Collected data:

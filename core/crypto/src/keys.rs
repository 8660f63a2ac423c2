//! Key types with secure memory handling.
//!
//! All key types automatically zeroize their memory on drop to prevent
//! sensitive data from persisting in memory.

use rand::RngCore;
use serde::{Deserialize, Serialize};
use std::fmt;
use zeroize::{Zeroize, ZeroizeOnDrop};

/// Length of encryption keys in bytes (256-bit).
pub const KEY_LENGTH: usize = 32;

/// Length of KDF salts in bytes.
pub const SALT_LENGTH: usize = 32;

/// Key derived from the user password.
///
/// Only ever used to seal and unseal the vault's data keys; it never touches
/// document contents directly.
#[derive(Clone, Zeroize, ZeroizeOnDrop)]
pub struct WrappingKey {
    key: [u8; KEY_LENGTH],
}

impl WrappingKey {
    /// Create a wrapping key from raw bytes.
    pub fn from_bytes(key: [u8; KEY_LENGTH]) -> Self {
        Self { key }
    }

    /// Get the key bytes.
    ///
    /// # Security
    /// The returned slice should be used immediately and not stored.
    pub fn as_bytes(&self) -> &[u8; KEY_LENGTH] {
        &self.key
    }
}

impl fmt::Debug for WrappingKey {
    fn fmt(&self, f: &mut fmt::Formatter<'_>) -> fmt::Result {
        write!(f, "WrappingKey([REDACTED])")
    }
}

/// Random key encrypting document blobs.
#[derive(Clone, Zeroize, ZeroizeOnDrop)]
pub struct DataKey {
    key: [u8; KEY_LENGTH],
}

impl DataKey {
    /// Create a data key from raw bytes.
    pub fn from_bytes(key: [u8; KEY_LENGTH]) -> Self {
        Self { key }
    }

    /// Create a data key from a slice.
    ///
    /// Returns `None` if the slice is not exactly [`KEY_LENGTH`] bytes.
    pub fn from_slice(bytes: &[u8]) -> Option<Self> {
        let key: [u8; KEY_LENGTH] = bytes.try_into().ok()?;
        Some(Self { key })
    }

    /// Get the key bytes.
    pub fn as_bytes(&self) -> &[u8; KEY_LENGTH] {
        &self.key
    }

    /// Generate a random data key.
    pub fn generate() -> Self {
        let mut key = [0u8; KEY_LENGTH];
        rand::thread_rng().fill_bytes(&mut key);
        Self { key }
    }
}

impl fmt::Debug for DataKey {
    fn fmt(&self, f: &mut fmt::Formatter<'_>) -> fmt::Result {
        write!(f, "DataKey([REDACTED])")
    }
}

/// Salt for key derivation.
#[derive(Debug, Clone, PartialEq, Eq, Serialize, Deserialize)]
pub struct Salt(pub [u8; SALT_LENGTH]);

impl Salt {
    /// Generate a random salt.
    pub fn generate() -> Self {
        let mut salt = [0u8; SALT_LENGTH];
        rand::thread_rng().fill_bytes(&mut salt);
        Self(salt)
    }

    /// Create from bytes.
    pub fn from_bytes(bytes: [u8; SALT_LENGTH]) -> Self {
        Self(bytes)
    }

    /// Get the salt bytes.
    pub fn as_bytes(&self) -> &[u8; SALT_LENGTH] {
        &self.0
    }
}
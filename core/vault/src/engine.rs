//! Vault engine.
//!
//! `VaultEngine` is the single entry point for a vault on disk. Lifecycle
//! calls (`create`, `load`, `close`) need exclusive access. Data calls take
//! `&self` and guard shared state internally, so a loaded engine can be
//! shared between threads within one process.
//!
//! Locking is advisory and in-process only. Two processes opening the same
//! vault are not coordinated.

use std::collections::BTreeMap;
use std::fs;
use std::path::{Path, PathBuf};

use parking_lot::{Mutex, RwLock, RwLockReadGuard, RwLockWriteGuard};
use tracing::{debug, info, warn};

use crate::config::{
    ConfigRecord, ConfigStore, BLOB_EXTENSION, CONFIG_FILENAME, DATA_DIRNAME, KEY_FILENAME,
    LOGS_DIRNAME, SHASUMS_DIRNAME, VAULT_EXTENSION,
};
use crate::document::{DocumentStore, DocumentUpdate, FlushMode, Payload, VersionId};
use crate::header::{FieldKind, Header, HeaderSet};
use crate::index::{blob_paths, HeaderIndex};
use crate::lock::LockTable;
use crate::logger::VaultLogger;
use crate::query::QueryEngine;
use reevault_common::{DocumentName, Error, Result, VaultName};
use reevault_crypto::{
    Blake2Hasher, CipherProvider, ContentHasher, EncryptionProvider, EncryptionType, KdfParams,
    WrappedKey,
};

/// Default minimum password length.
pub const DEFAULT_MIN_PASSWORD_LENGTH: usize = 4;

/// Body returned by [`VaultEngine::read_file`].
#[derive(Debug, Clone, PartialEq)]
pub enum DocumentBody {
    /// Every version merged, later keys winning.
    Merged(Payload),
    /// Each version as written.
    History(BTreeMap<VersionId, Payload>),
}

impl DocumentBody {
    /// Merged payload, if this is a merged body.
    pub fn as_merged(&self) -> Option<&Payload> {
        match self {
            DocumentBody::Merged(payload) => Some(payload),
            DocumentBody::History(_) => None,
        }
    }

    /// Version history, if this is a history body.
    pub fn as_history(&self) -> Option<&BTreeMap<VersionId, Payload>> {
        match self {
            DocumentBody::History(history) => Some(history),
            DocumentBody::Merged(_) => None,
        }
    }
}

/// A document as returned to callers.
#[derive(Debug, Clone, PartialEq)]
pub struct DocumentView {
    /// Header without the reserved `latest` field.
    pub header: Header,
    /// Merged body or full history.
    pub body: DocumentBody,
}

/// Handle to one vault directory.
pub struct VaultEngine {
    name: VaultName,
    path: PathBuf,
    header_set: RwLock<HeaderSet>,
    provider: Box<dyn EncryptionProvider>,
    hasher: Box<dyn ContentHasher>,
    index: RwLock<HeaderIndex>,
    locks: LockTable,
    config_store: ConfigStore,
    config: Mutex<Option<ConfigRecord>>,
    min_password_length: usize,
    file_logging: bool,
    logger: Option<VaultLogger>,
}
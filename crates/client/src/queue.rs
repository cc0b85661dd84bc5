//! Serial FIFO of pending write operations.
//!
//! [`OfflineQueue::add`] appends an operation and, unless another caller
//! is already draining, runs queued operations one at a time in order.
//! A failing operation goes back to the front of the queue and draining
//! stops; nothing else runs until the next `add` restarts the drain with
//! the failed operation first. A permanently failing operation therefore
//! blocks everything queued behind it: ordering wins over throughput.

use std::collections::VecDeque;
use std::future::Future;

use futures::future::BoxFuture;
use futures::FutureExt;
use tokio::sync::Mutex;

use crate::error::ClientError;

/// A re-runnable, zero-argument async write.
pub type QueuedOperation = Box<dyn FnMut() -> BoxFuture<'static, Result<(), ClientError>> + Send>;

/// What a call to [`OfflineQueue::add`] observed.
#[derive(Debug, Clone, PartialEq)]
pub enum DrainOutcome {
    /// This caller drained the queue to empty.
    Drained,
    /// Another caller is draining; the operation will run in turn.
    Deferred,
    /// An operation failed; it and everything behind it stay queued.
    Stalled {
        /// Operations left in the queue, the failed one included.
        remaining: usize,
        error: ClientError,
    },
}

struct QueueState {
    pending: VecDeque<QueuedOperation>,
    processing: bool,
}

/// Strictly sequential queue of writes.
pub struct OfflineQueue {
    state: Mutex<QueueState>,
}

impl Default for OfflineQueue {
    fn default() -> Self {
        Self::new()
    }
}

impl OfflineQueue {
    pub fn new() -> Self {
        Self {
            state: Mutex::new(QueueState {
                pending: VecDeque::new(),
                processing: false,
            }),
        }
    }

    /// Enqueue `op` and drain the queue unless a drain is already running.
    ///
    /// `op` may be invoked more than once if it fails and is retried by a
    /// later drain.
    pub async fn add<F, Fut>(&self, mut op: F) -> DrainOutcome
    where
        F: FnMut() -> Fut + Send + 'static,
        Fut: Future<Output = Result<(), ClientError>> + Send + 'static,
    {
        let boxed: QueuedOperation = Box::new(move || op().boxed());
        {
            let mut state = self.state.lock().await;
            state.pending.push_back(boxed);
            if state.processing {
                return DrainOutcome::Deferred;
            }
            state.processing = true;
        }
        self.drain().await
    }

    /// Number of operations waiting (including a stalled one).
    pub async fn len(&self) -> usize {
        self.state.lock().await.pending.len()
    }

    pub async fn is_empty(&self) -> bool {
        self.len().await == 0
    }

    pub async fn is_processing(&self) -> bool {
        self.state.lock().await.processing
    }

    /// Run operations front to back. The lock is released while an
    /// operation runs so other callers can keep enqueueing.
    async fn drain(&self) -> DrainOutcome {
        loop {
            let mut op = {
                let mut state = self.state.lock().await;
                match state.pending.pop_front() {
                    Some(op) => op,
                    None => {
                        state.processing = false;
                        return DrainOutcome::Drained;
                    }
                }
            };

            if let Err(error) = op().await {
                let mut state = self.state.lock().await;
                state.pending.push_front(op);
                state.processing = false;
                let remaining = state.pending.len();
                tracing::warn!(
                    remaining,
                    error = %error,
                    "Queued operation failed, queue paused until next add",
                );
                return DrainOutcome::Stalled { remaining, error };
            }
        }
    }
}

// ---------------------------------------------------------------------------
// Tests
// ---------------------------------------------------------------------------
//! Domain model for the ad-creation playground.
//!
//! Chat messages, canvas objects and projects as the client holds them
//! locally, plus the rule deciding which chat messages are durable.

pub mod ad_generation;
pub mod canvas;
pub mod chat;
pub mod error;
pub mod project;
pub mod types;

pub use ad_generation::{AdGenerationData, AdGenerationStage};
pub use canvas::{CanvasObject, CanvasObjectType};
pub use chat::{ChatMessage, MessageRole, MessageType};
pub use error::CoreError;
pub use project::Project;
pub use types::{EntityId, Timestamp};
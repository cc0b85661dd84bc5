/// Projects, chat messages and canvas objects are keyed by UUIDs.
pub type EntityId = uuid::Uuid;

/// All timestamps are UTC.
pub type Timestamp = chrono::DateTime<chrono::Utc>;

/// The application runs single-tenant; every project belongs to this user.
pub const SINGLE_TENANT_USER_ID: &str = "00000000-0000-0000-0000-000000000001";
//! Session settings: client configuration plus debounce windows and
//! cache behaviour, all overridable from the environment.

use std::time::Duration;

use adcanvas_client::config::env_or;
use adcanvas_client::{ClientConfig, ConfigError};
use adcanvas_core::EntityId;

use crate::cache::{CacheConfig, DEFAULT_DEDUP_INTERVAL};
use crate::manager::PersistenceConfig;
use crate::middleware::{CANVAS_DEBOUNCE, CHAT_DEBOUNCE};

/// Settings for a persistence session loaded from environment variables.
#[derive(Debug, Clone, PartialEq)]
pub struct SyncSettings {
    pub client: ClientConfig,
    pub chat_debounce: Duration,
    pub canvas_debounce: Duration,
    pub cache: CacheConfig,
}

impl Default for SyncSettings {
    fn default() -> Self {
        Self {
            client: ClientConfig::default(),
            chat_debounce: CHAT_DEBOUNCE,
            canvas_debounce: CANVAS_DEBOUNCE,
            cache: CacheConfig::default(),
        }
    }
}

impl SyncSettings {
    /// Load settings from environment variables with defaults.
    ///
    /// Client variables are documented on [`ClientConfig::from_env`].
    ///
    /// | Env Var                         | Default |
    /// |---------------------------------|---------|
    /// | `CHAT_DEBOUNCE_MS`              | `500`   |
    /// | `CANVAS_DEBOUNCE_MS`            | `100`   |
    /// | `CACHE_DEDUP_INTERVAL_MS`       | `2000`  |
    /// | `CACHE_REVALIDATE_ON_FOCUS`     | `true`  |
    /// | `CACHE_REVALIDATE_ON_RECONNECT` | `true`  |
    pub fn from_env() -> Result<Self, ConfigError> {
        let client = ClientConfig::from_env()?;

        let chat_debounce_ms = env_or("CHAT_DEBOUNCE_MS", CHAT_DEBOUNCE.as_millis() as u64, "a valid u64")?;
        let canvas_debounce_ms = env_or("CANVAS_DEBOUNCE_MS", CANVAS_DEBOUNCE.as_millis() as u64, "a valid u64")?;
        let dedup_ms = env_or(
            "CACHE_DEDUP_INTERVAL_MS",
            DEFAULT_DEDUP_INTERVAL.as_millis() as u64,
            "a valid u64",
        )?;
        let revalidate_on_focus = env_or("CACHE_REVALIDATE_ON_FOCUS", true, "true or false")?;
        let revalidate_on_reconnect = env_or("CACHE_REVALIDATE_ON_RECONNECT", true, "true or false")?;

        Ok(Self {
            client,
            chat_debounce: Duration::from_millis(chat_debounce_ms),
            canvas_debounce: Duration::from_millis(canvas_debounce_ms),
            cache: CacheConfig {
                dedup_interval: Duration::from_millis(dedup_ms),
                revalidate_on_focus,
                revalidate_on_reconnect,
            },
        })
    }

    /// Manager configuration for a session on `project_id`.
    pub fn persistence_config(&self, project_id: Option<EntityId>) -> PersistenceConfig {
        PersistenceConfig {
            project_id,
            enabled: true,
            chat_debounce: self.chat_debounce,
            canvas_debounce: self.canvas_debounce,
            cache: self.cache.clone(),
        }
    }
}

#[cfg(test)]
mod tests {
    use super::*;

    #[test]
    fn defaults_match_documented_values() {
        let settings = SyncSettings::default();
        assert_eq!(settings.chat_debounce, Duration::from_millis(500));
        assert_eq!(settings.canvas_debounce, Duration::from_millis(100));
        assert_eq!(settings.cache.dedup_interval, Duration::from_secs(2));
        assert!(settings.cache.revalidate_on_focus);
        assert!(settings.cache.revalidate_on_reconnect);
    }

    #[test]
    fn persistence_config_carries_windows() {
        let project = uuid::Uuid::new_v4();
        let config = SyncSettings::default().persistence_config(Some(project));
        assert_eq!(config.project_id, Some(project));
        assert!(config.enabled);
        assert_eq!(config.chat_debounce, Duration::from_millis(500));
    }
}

▶ PROBLEM STATEMENT
Wherever the word "warn" occurs in the data, copy that whole line.

▶ ANSWER FOR THIS EXERCISE
use tracing::{debug, info, warn};
                tracing::warn!(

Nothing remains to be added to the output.